After Canary's departure in mid-1970, and aware of the show's aging demographic, the writers sought a fresh outlet for Ben's fatherly advice. 14 year-old Mitch Vogel was cast as Jamie.

=== Griff King===
Griff King is a parolee who tries to reform his life as a worker at the Ponderosa Ranch under Ben Cartwright's tutelage.

Tim Matheson portrayed Griff King during the final season, in 1972–73.

== Recurring characters ==

=== Hop Sing ===
Hop Sing, the happy-go-lucky Chinese cook for the Cartwrights, whose blood pressure rose when the family came late for dinner. As the faithful domestic, the comedy relief character had little to do beyond chores. He once used martial arts to assail a towering family foe. Hop Sing appeared in a total of 108 episodes of the series. He was central in two episodes: "Mark of Guilt" and "The Lonely Man".

Hop Sing is portrayed by Chinese American character actor Victor Sen Yung, a veteran of more than 160 appearances in movies and on television between 1937 and 1970 including the "#2 son" in the Charlie Chan series after Keye Luke departed. Bonanza series creator David Dortort told the Archive of American Television that the "Hop Sing" character generated massive fandom - "Victor was just absolutely delightful. He loved the part; he loved doing it. In fact, he began to develop fans, to the extent that I wrote him in as the feature part in a number of shows."

=== Sheriff Roy Coffee ===
Sheriff Coffee was occasionally the focus of a plot as in the episode "No Less a Man". A gang of thieves has been terrorizing towns around Virginia City and the town council wants to replace Coffee, whom they consider over-the-hill, with a younger sheriff before the gang hits town, not realizing that they'd been spared earlier because the gang's leader was wary of Coffee's longevity and only acquiesced to rob the Virginia City bank after extreme pressure from other gang members.

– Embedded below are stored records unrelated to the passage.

// SPDX-FileCopyrightText: 2026 Deskmate Contributors
// SPDX-License-Identifier: MIT OR Apache-2.0

//! Memory relevance classification.
//!
//! After every completed turn, a small model decides whether the exchange
//! revealed durable information about the employee and, if so, which
//! category it belongs to. Classification is best-effort: any failure is
//! treated as "do not store" so noise never blocks the reply.

use std::sync::Arc;

use deskmate_core::{
    ChatTurn, CompletionProvider, CompletionRequest, MemoryCategory, ResponseFormat,
};

const CLASSIFIER_PROMPT: &str = r#"You are a memory analyzer. Analyze the user message and determine:
1. If it contains NEW, MEANINGFUL information worth remembering for future interactions
2. What category it belongs to

STORE memory if the message contains:
- Personal preferences (food likes/dislikes, dietary restrictions, favorite items)
- Personal information (home address, usual commute locations, work schedule)
- Habits or patterns (e.g., "I usually order coffee at 10am")
- Important context about their life (e.g., "I have a meeting tomorrow", "I'm vegetarian")
- Corrections to previous assumptions

DO NOT store memory if the message is:
- A simple transactional request using already-known preferences (e.g., "order my usual", "book a cab")
- A greeting or small talk
- A question about status or information (e.g., "what's my leave balance?", "show my orders")
- A confirmation or acknowledgment (e.g., "yes", "okay", "thanks")
- A request that doesn't reveal new personal information

CATEGORIES (use exactly these values):
- food_preferences: Food likes, dislikes, dietary restrictions, allergies, favorite meals/restaurants
- travel_preferences: Commute preferences, pickup/drop locations, home address, office location, cab preferences
- work_schedule: Work hours, meeting patterns, busy times, project schedules
- leave_time_off: Vacation plans, leave patterns, holidays, time-off preferences
- expense_finance: Spending habits, budget preferences, expense categories
- personal_info: Personal details, family info, health conditions, emergency contacts
- communication_style: Communication preferences, notification settings
- general_preferences: Other preferences that don't fit above categories

Respond in JSON format ONLY:
{"shouldStore": true/false, "category": "category_name" or null}"#;

/// Outcome of classifying one exchange.
#[derive(Debug, Clone, Copy, PartialEq, Eq)]
pub struct MemoryDecision {
    pub should_store: bool,
    pub category: Option<MemoryCategory>,
}

impl MemoryDecision {
    pub const SKIP: Self = Self {
        should_store: false,
        category: None,
    };
}

/// Classifies exchanges with a dedicated (usually smaller) model.
pub struct MemoryClassifier {
    provider: Arc<dyn CompletionProvider>,
    model: String,
}

impl MemoryClassifier {
    pub fn new(provider: Arc<dyn CompletionProvider>, model: impl Into<String>) -> Self {
        Self {
            provider,
            model: model.into(),
        }
    }

    /// Decide whether to store this exchange. Never fails; classification
    /// errors degrade to [`MemoryDecision::SKIP`].
    pub async fn classify(&self, user_message: &str, assistant_response: &str) -> MemoryDecision {
        let request = CompletionRequest {
            model: self.model.clone(),
            system: Some(CLASSIFIER_PROMPT.to_string()),
            messages: vec![ChatTurn::user(format!(
                "User message: \"{user_message}\"\n\nAssistant response: \"{assistant_response}\""
            ))],
            max_tokens: Some(50),
            temperature: Some(0.0),
            tools: Vec::new(),
            response_format: Some(ResponseFormat::JsonObject),
        };

        let response = match self.provider.complete(request).await {
            Ok(response) => response,
            Err(error) => {
                tracing::warn!(error = %error, "memory classification failed, skipping store");
                return MemoryDecision::SKIP;
            }
        };

        let Some(content) = response.content else {
            return MemoryDecision::SKIP;
        };
        match serde_json::from_str::<serde_json::Value>(&content) {
            Ok(verdict) => {
                let should_store = verdict["shouldStore"] == true;
                let category = should_store.then(|| {
                    verdict
                        .get("category")
                        .and_then(|v| v.as_str())
                        .map(MemoryCategory::parse_lossy)
                        .unwrap_or(MemoryCategory::GeneralPreferences)
                });
                MemoryDecision {
                    should_store,
                    category,
                }
            }
            Err(error) => {
                tracing::warn!(error = %error, "classifier returned malformed JSON");
                MemoryDecision::SKIP
            }
        }
    }
}

#[cfg(test)]
mod tests {
    use super::*;
    use deskmate_test_utils::{FailingProvider, ScriptedProvider};

    #[tokio::test]
    async fn store_verdict_carries_category() {
        let provider = Arc::new(ScriptedProvider::new());
        provider.push(ScriptedProvider::text_response(
            r#"{"shouldStore": true, "category": "food_preferences"}"#,
        ));
        let classifier = MemoryClassifier::new(provider.clone(), "gpt-4o-mini");

        let decision = classifier.classify("I'm vegetarian", "Noted!").await;
        assert!(decision.should_store);
        assert_eq!(decision.category, Some(MemoryCategory::FoodPreferences));

        // The classifier asks for strict JSON output.
        let request = &provider.requests()[0];
        assert_eq!(request.response_format, Some(ResponseFormat::JsonObject));
        assert_eq!(request.max_tokens, Some(50));
        assert_eq!(request.temperature, Some(0.0));
    }

    #[tokio::test]
    async fn missing_category_defaults_to_general() {
        let provider = Arc::new(ScriptedProvider::new());
        provider.push(ScriptedProvider::text_response(
            r#"{"shouldStore": true, "category": null}"#,
        ));
        let classifier = MemoryClassifier::new(provider, "gpt-4o-mini");

        let decision = classifier.classify("x", "y").await;
        assert_eq!(decision.category, Some(MemoryCategory::GeneralPreferences));
    }

    #[tokio::test]
    async fn unknown_category_is_coerced() {
        let provider = Arc::new(ScriptedProvider::new());
        provider.push(ScriptedProvider::text_response(
            r#"{"shouldStore": true, "category": "favorite_colors"}"#,
        ));
        let classifier = MemoryClassifier::new(provider, "gpt-4o-mini");

        let decision = classifier.classify("x", "y").await;
        assert_eq!(decision.category, Some(MemoryCategory::GeneralPreferences));
    }

    #[tokio::test]
    async fn negative_verdict_skips() {
        let provider = Arc::new(ScriptedProvider::new());
        provider.push(ScriptedProvider::text_response(
            r#"{"shouldStore": false, "category": null}"#,
        ));
        let classifier = MemoryClassifier::new(provider, "gpt-4o-mini");

        let decision = classifier.classify("thanks", "You're welcome!").await;
        assert_eq!(decision, MemoryDecision::SKIP);
    }

    #[tokio::test]
    async fn provider_failure_degrades_to_skip() {
        let classifier = MemoryClassifier::new(Arc::new(FailingProvider), "gpt-4o-mini");
        let decision = classifier.classify("x", "y").await;
        assert_eq!(decision, MemoryDecision::SKIP);
    }

    #[tokio::test]
    async fn malformed_json_degrades_to_skip() {
        let provider = Arc::new(ScriptedProvider::new());
        provider.push(ScriptedProvider::text_response("not json"));
        let classifier = MemoryClassifier::new(provider, "gpt-4o-mini");

        let decision = classifier.classify("x", "y").await;
        assert_eq!(decision, MemoryDecision::SKIP);
    }
}
// SPDX-FileCopyrightText: 2026 Deskmate Contributors
// SPDX-License-Identifier: MIT OR Apache-2.0

//! Mock timesheet subsystem and its tools.

use std::sync::Arc;

use async_trait::async_trait;
use chrono::{Datelike, Duration, Utc};
use dashmap::DashMap;
use deskmate_core::DeskmateError;
use serde::{Deserialize, Serialize};

use crate::tool::{now_rfc3339, prefixed_id, today, Tool, ToolOutput};

const PROJECTS: [&str; 6] = [
    "Project Alpha",
    "Project Beta",
    "Internal",
    "Training",
    "Meetings",
    "General",
];

const WEEKLY_TARGET_HOURS: f64 = 40.0;

#[derive(Debug, Clone, Serialize, Deserialize)]
#[serde(rename_all = "camelCase")]
pub struct TimesheetEntry {
    pub id: String,
    pub employee_id: String,
    pub date: String,
    pub project: String,
    pub hours: f64,
    pub description: String,
    pub status: String,
    pub created_at: String,
}

/// In-memory timesheet system keyed by employee id.
#[derive(Default)]
pub struct TimesheetSystem {
    entries: DashMap<String, Vec<TimesheetEntry>>,
}

impl TimesheetSystem {
    pub fn new() -> Self {
        Self::default()
    }

    /// Logs a timesheet entry. Missing fields default: date today, project
    /// "General", hours 8, description "Regular work".
    pub fn log(&self, employee_id: &str, args: &serde_json::Value) -> TimesheetEntry {
        let entry = TimesheetEntry {
            id: prefixed_id("TS"),
            employee_id: employee_id.to_string(),
            date: args
                .get("date")
                .and_then(|v| v.as_str())
                .map(String::from)
                .unwrap_or_else(today),
            project: args
                .get("project")
                .and_then(|v| v.as_str())
                .unwrap_or("General")
                .to_string(),
            hours: args.get("hours").and_then(|v| v.as_f64()).unwrap_or(8.0),
            description: args
                .get("description")
                .and_then(|v| v.as_str())
                .unwrap_or("Regular work")
                .to_string(),
            status: "LOGGED".to_string(),
            created_at: now_rfc3339(),
        };

        self.entries
            .entry(employee_id.to_string())
            .or_default()
            .push(entry.clone());
        entry
    }

    /// Summarizes the current week (starting Sunday): entries, total hours,
    /// and how many of the 40 target hours remain.
    pub fn weekly_summary(&self, employee_id: &str) -> serde_json::Value {
        let now = Utc::now();
        let week_start = (now - Duration::days(now.weekday().num_days_from_sunday() as i64))
            .format("%Y-%m-%d")
            .to_string();

        let entries: Vec<TimesheetEntry> = self
            .entries
            .get(employee_id)
            .map(|e| e.clone())
            .unwrap_or_default()
            .into_iter()
            .filter(|e| e.date.as_str() >= week_start.as_str())
            .collect();

        let total_hours: f64 = entries.iter().map(|e| e.hours).sum();
        serde_json::json!({
            "weekStart": week_start,
            "entries": entries,
            "totalHours": total_hours,
            "remainingHours": (WEEKLY_TARGET_HOURS - total_hours).max(0.0),
        })
    }

    pub fn projects(&self) -> Vec<&'static str> {
        PROJECTS.to_vec()
    }
}

/// `log_timesheet` tool.
pub struct LogTimesheetTool(pub Arc<TimesheetSystem>);

#[async_trait]
impl Tool for LogTimesheetTool {
    fn name(&self) -> &str {
        "log_timesheet"
    }

    fn description(&self) -> &str {
        "Log working hours in the timesheet"
    }

    fn parameters_schema(&self) -> serde_json::Value {
        serde_json::json!({
            "type": "object",
            "properties": {
                "date": { "type": "string", "description": "Date for the entry (YYYY-MM-DD)" },
                "project": { "type": "string", "description": "Project name" },
                "hours": { "type": "number", "description": "Number of hours worked" },
                "description": { "type": "string", "description": "What was worked on" }
            },
            "required": ["hours"]
        })
    }

    async fn invoke(
        &self,
        employee_id: &str,
        input: serde_json::Value,
    ) -> Result<ToolOutput, DeskmateError> {
        Ok(ToolOutput::json(&self.0.log(employee_id, &input)))
    }
}

/// `get_timesheet_summary` tool.
pub struct GetTimesheetSummaryTool(pub Arc<TimesheetSystem>);

#[async_trait]
impl Tool for GetTimesheetSummaryTool {
    fn name(&self) -> &str {
        "get_timesheet_summary"
    }

    fn description(&self) -> &str {
        "Get timesheet summary for the current week"
    }

    fn parameters_schema(&self) -> serde_json::Value {
        serde_json::json!({ "type": "object", "properties": {} })
    }

    async fn invoke(
        &self,
        employee_id: &str,
        _input: serde_json::Value,
    ) -> Result<ToolOutput, DeskmateError> {
        Ok(ToolOutput::json(&self.0.weekly_summary(employee_id)))
    }
}

/// `get_projects` tool.
pub struct GetProjectsTool(pub Arc<TimesheetSystem>);

#[async_trait]
impl Tool for GetProjectsTool {
    fn name(&self) -> &str {
        "get_projects"
    }

    fn description(&self) -> &str {
        "Get the list of projects available for timesheet logging"
    }

    fn parameters_schema(&self) -> serde_json::Value {
        serde_json::json!({ "type": "object", "properties": {} })
    }

    async fn invoke(
        &self,
        _employee_id: &str,
        _input: serde_json::Value,
    ) -> Result<ToolOutput, DeskmateError> {
        Ok(ToolOutput::json(&self.0.projects()))
    }
}
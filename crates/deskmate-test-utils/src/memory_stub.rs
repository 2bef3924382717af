// SPDX-FileCopyrightText: 2026 Deskmate Contributors
// SPDX-License-Identifier: MIT OR Apache-2.0

//! An in-memory stand-in for the memory gateway.

use std::sync::atomic::{AtomicBool, Ordering};

use async_trait::async_trait;
use dashmap::DashMap;
use deskmate_core::{ChatTurn, DeskmateError, MemoryCategory, MemoryGateway, MemoryRecord};
use uuid::Uuid;

/// Stores memories per employee in a map. Can be switched into a failing
/// mode to exercise best-effort memory paths.
#[derive(Default)]
pub struct MemoryStub {
    store: DashMap<String, Vec<MemoryRecord>>,
    failing: AtomicBool,
}

impl MemoryStub {
    pub fn new() -> Self {
        Self::default()
    }

    /// Make every gateway call fail from now on.
    pub fn set_failing(&self, failing: bool) {
        self.failing.store(failing, Ordering::SeqCst);
    }

    /// Seed a memory directly, bypassing `add`'s message formatting.
    pub fn seed(&self, employee_id: &str, text: &str, category: Option<MemoryCategory>) {
        self.store
            .entry(employee_id.to_string())
            .or_default()
            .push(MemoryRecord {
                id: Uuid::new_v4().to_string(),
                text: text.to_string(),
                category,
                created_at: Some(chrono::Utc::now().to_rfc3339()),
                score: None,
            });
    }

    pub fn records(&self, employee_id: &str) -> Vec<MemoryRecord> {
        self.store
            .get(employee_id)
            .map(|r| r.clone())
            .unwrap_or_default()
    }

    fn check(&self) -> Result<(), DeskmateError> {
        if self.failing.load(Ordering::SeqCst) {
            return Err(DeskmateError::Memory {
                message: "stub failure".to_string(),
                source: None,
            });
        }
        Ok(())
    }
}

#[async_trait]
impl MemoryGateway for MemoryStub {
    async fn add(
        &self,
        messages: &[ChatTurn],
        employee_id: &str,
        metadata: serde_json::Value,
    ) -> Result<(), DeskmateError> {
        self.check()?;
        let text = messages
            .iter()
            .filter_map(|m| m.content.clone())
            .collect::<Vec<_>>()
            .join("\n");
        let category = metadata
            .get("category")
            .and_then(|v| v.as_str())
            .map(MemoryCategory::parse_lossy);
        self.seed(employee_id, &text, category);
        Ok(())
    }

    async fn search(
        &self,
        query: &str,
        employee_id: &str,
        limit: usize,
    ) -> Result<Vec<MemoryRecord>, DeskmateError> {
        self.check()?;
        let _ = query;
        Ok(self
            .records(employee_id)
            .into_iter()
            .take(limit)
            .collect())
    }

    async fn get_all(&self, employee_id: &str) -> Result<Vec<MemoryRecord>, DeskmateError> {
        self.check()?;
        Ok(self.records(employee_id))
    }

    async fn delete(&self, memory_id: &str) -> Result<(), DeskmateError> {
        self.check()?;
        for mut entry in self.store.iter_mut() {
            entry.value_mut().retain(|r| r.id != memory_id);
        }
        Ok(())
    }

    async fn delete_all(&self, employee_id: &str) -> Result<(), DeskmateError> {
        self.check()?;
        self.store.remove(employee_id);
        Ok(())
    }
}
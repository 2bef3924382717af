// SPDX-FileCopyrightText: 2026 Deskmate Contributors
// SPDX-License-Identifier: MIT OR Apache-2.0

//! Completion provider trait for LLM backends.

use async_trait::async_trait;

use crate::error::DeskmateError;
use crate::types::{CompletionRequest, CompletionResponse};

/// Adapter for chat-completion backends.
///
/// Implementations handle authentication, retries, and wire-format
/// translation; callers work only in terms of [`CompletionRequest`] and
/// [`CompletionResponse`].
#[async_trait]
pub trait CompletionProvider: Send + Sync {
    /// Sends a completion request and returns the full response.
    async fn complete(
        &self,
        request: CompletionRequest,
    ) -> Result<CompletionResponse, DeskmateError>;
}
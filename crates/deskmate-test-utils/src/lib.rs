// SPDX-FileCopyrightText: 2026 Deskmate Contributors
// SPDX-License-Identifier: MIT OR Apache-2.0

//! Test doubles shared across Deskmate crates: a scripted completion
//! provider and an in-memory memory gateway stub.

pub mod memory_stub;
pub mod scripted_provider;

pub use memory_stub::MemoryStub;
pub use scripted_provider::{FailingProvider, ScriptedProvider};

Coffee ends up showing the town that youth and a fast gun don't replace experience.

Veteran character actor Ray Teal portrayed Sheriff Roy Coffee in 98 episodes from 1960 to 1972. He appeared in more than 200 movies and some 90 television programs during his 37-year career. His longest-running role was as Sheriff Roy Coffee. He had played a sheriff many times in films and television.

=== Deputy Clem Foster ===
Clem Foster was the good-looking deputy of Virginia City. Clem took over as sheriff when Roy Coffee gave up the office.

The role of Clem Foster was portrayed by Bing Rusell.

=== Will Cartwright ===
Ben's nephew Will Cartwright, was introduced and was the lead character in five episodes,

In 1964, the year that Bonanza hit #1 in the ratings, Guy Williams was slated to replace Pernell Roberts upon Roberts's departure, enabling the series to preserve the four-Cartwright format for the run of the series. He received star billing after the four original rotating Cartwrights during his second appearance going forward, but ultimately, Roberts changed his mind and decided to stay for one more season, and Williams found himself pushed out. It was rumored that Michael Landon and Lorne Greene felt threatened by the studio initiating a precedent of successfully replacing one heroic leading man Cartwright with a new one, particularly in view of Williams' popularity with viewers. Williams had previously portrayed the titular character in Walt Disney's Zorro television series, and went on to play the lead in Lost in Space, a science fiction television series, after the role in Bonanza ended.

=== Dusty Rhodes ===
Dusty Rhodes is a drifter. After meeting Hoss and Little Joe in Virginia City, he starts a livery business in partnership with the Cartwrights. Eventually, he and Jamie Hunter move to Ponderosa and Dusty becomes the ranch foreman.